CATANDO PAPÉIS & CONTANDO HISTÓRIAS

5 de setembro de 2016

MORTE DA CIDADE FLUTUANTE


Foto constante da revista
Num sei mesmo a data, recordo que me encontrava na agência Prime da avenida Sete e, enquanto aguardava o saudoso poeta Luiz Bacellar, tomei uma revista. Dessas coloridas, com capa dura e impressa com grande apoio cultural, leia-se, rouanetizada. Ótimo. 
O periódico foi produzido pelo Ministério da Saúde - Fundação Oswaldo Cruz e organizado por Luísa Rojas e Lucianne Medeiros de Toledo.

Folheando, dei com o nariz na seção Espaço&Doença, onde enfiei o mesmo no artigo Uma história da vida do Amazonas, de Orlando Valverde. Entendo um bocado da história do Estado, em especial a da capital, e mais ainda, do período do Governo (ditadura) Militar, quando comecei minha vida profissional.  
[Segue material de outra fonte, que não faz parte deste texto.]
use super::{unique_violation, CrmStore};
use crate::{
    entity::{NewTicket, Ticket, TicketPatch},
    error::CrmResult,
    types::EntityId,
};
use chrono::{DateTime, Utc};
use rusqlite::{params, OptionalExtension, Row};

const TICKET_COLUMNS: &str = "id, ticket_id, customer_id, title, description, status, priority,
     satisfaction, created_at, updated_at";

fn ticket_from_row(row: &Row<'_>) -> rusqlite::Result<Ticket> {
    Ok(Ticket {
        id:           row.get(0)?,
        ticket_id:    row.get(1)?,
        customer_id:  row.get(2)?,
        title:        row.get(3)?,
        description:  row.get(4)?,
        status:       row.get(5)?,
        priority:     row.get(6)?,
        satisfaction: row.get(7)?,
        created_at:   row.get(8)?,
        updated_at:   row.get(9)?,
    })
}

impl CrmStore {
    // ── Ticket ────────────────────────────────────────────────────

    pub fn insert_ticket(&self, t: &NewTicket, now: DateTime<Utc>) -> CrmResult<Ticket> {
        self.insert_ticket_at(t, now, now)
    }

    /// Insert with explicit timestamps (fixtures, backfills).
    pub fn insert_ticket_at(
        &self,
        t: &NewTicket,
        created_at: DateTime<Utc>,
        updated_at: DateTime<Utc>,
    ) -> CrmResult<Ticket> {
        t.validate()?;
        self.conn.execute(
            "INSERT INTO ticket (
                ticket_id, customer_id, title, description, status, priority,
                satisfaction, created_at, updated_at
            ) VALUES (?1, ?2, ?3, ?4, ?5, ?6, ?7, ?8, ?9)",
            params![
                &t.ticket_id,
                t.customer_id,
                &t.title,
                &t.description,
                t.status,
                t.priority,
                t.satisfaction,
                created_at,
                updated_at,
            ],
        ).map_err(|e| unique_violation(e, "ticket id"))?;
        let id = self.conn.last_insert_rowid();
        log::debug!("store: inserted ticket {} ({id}) for customer {}", t.ticket_id, t.customer_id);
        Ok(Ticket {
            id,
            ticket_id:    t.ticket_id.clone(),
            customer_id:  t.customer_id,
            title:        t.title.clone(),
            description:  t.description.clone(),
            status:       t.status,
            priority:     t.priority,
            satisfaction: t.satisfaction,
            created_at,
            updated_at,
        })
    }

    pub fn get_ticket(&self, id: EntityId) -> CrmResult<Option<Ticket>> {
        let ticket = self
            .conn
            .query_row(
                &format!("SELECT {TICKET_COLUMNS} FROM ticket WHERE id = ?1"),
                params![id],
                ticket_from_row,
            )
            .optional()?;
        Ok(ticket)
    }

    pub fn list_tickets(&self) -> CrmResult<Vec<Ticket>> {
        let mut stmt = self
            .conn
            .prepare(&format!("SELECT {TICKET_COLUMNS} FROM ticket ORDER BY id ASC"))?;
        let rows = stmt
            .query_map([], ticket_from_row)?
            .collect::<Result<Vec<_>, _>>()?;
        Ok(rows)
    }

    pub fn list_tickets_by_customer(&self, customer_id: EntityId) -> CrmResult<Vec<Ticket>> {
        let mut stmt = self.conn.prepare(&format!(
            "SELECT {TICKET_COLUMNS} FROM ticket WHERE customer_id = ?1 ORDER BY id ASC"
        ))?;
        let rows = stmt
            .query_map(params![customer_id], ticket_from_row)?
            .collect::<Result<Vec<_>, _>>()?;
        Ok(rows)
    }

    /// Merge `patch` into the stored ticket and bump `updated_at`.
    /// None when the id does not exist.
    pub fn update_ticket(&self, id: EntityId, patch: TicketPatch, now: DateTime<Utc>) -> CrmResult<Option<Ticket>> {
        let Some(existing) = self.get_ticket(id)? else {
            return Ok(None);
        };
        let t = patch.apply(&existing);
        t.validate()?;
        let changed = self.conn.execute(
            "UPDATE ticket SET
                ticket_id = ?2, customer_id = ?3, title = ?4, description = ?5,
                status = ?6, priority = ?7, satisfaction = ?8, updated_at = ?9
             WHERE id = ?1",
            params![
                id,
                &t.ticket_id,
                t.customer_id,
                &t.title,
                &t.description,
                t.status,
                t.priority,
                t.satisfaction,
                now,
            ],
        ).map_err(|e| unique_violation(e, "ticket id"))?;
        if changed == 0 {
            return Ok(None);
        }
        self.get_ticket(id)
    }

    pub fn delete_ticket(&self, id: EntityId) -> CrmResult<bool> {
        let changed = self
            .conn
            .execute("DELETE FROM ticket WHERE id = ?1", params![id])?;
        Ok(changed > 0)
    }
}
Desse modo, me horrorizei com a “insalubridade” do texto encontrado, que aqui vai postado. "Na noite aprazada, a 'Cidade Flutuante' foi incendiada, após um grande borrifo com petróleo. Foi uma versão caricata de Roma, dos tempos de Nero!"

Que o ex-governador Artur Reis me perdõe, mas em resposta ao Valverde agressor, repito uma máxima do falecido poeta Bacellar : Nero?! é a puta que pariu.